Halogens are important reactive chemicals in the atmosphere, playing a role in ozone depletion (at ground level, which is good, and in the stratosphere, which is bad) and cloud condensation.  Halocarbons, especially the lower molecular weights ones like the methylhalides, are a source of halogens to the atmosphere.  When bound up in an organic molecule the halogen atoms are less reactive, and less prone to reacting with large, heavy molecules than when free.  This enables them to leave their site of origin (sea ice, seawater, leaf litter, a tree…).  Once in the atmosphere the light, unreactive halocarbons can be split apart via sunlight driven reactions, freeing the halogen as a reactive ion.

The concentration of common halocarbons in the atmosphere. Note the strong seasonal cycle for methylchloride, an indication that it is derived from photosynthetic organisms. Image from http://www.esrl.noaa.gov/gmd/hats.

Lots of people are interested in what produces the halocarbons that end up in the atmosphere.  There are many sources, including anthropogenic ones, but a major source is marine phytoplankton and algae.  Like terrestrial plants, these organisms produce oxygen during photosynthesis.  Oxygen, and the energy required to produce it, is dangerous stuff to have in a living cell.  Like gasoline in a car it can do a lot of damage if the stored energy gets released in the wrong way.  The damage oxygen does to cells is called oxidative stress, and cells stockpile antioxidants as a defense against it.  There are also certain enzymes that have antioxidant functions, including a class of enzymes called haloperoxidases that act on hydrogen peroxide (a highly oxidizing byproduct of photosynthesis).  As the name implies, halogen atoms play a role in the reaction catalyzed by haloperoxidases.  The product of the reaction is a halogen that is short an electron, making it particularly reactive.  It can react further with another molecule of hydrogen peroxide regenerating the original halogen ion.  Alternatively it can receive a carbon atom from another enzyme, making it a methylhalide.

The general reaction of haloperoxidase and hydrogen peroxide (Butler and Walker, 1993).

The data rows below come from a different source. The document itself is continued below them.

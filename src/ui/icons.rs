pub struct Icons;

impl Icons {
    pub const ROCKET: &str = "🚀";
    pub const SEARCH: &str = "🔍";
    pub const CHECK: &str = "✅";
    pub const CROSS: &str = "❌";
    pub const WARN: &str = "⚠️";
    pub const INFO: &str = "ℹ️";
    pub const STATS: &str = "📊";
    pub const LINK: &str = "🔗";
    pub const EYE: &str = "👀";
    pub const PACKAGE: &str = "📦";
    pub const DATABASE: &str = "🗄️";
    pub const LOCK: &str = "🔒";
    pub const UNLOCK: &str = "🔓";
    pub const HUB: &str = "🛰️";
    pub const UP: &str = "⬆️";
    pub const DOWN: &str = "⬇️";
    pub const DIRECT: &str = "🔴";
    pub const TRANSITIVE: &str = "🟠";
    pub const SKIPPED: &str = "⏭️";
    pub const EMPTY: &str = "∅";
}
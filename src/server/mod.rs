//! Read-only HTTP query API

use axum::{
    routing::get,
    Router,
};
use std::net::SocketAddr;
use std::sync::Arc;
use tower_http::cors::CorsLayer;
use tower_http::trace::TraceLayer;
use crate::commands::CommandContext;
use crate::hub::HubRouter;

pub mod routes;

/// Server state
pub struct AppState {
    pub context: CommandContext,
    pub hub: HubRouter,
}

impl AppState {
    pub fn new(context: CommandContext, hub: HubRouter) -> Self {
        Self { context, hub }
    }
}

pub fn app(state: Arc<AppState>) -> Router {
    Router::new()
        .route("/commands", get(routes::list_commands))
        .route("/query/{name}", get(routes::query_get).post(routes::query_post))
        .route("/hub/status", get(routes::hub_status))
        .layer(CorsLayer::permissive())
        .layer(TraceLayer::new_for_http())
        .with_state(state)
}

pub async fn start_server(port: u16, state: AppState) -> anyhow::Result<()> {
    let app = app(Arc::new(state));

    let addr = SocketAddr::from(([127, 0, 0, 1], port));
    tracing::info!(%addr, "Starting HTTP query server");
    println!("🌍 Query API running at http://{}", addr);

    let listener = tokio::net::TcpListener::bind(addr).await?;
    axum::serve(listener, app)
        .with_graceful_shutdown(async {
            let _ = tokio::signal::ctrl_c().await;
        })
        .await?;

    tracing::info!("HTTP query server stopped");
    Ok(())
}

What does all the have to do with frost flowers and young sea ice?  Phytoplankton in the water column are preferentially entrained in young sea ice as the ice forms.  There, close to the light, they continue photosynthesis.  Halocarbons produced by their haloperoxidases are released into the brine network in sea ice rather than seawater.  As continued ice growth pushes this brine to the surface (some of which ends up in frost flowers) the halocarbons may end up in the atmosphere much quicker than those produced by phytoplankton in the water column.  The data seems to support this, halocarbon concentrations in young sea ice peak near the surface several days after ice formation (perhaps when the entrained phytoplankton become adapted to their new home and resume photosynthesis).  After several days however, halocarbon concentations at the ice surface are greatly diminished, possibly due to the loss of connectivity in the brine veins as the ice temperature decreases.

Bromoform, the most abundant halocarbon measured in the study, peaks close to the ice surface at around day 12 (Granfors et al., 2013).

There is also a possible bacteria source of halocarbons in young sea ice and frost flowers, tying this work to our recent publication in EMIR (Bowman and Deming, 2013).  There we reported the presence of an unusual community of bacteria that we hypothesize are symbionts of phytoplankton trapped in the ice.  Many of these bacteria belong to taxonomic groups known to produce halocarbons using haloperoxidases similar to those contained in phytoplankton.  They do this to alleviate the oxidative stress of their phytoplantkon partners, which enables the latter to undergo increased levels of photosynthesis (which ultimately benefits the bacteria).

We have not observed many phytoplankton within frost flowers or at the ice surface, conditions there are probably too hostile for them,  but there is an abundance of hydrogen peroxide and other oxidizing compounds produced by sunlight at the ice surface.  Perhaps the bacteria in frost flowers, for the short time they are able to survive, are engaged in their normal task of eliminating these harmful compounds and producing halocarbons.  Unfortunately we have not yet undertaken measurements of halocarbons and other biogenic compounds in parallel with analyses of the frost flower microbial community.  Until we do this we can only speculate!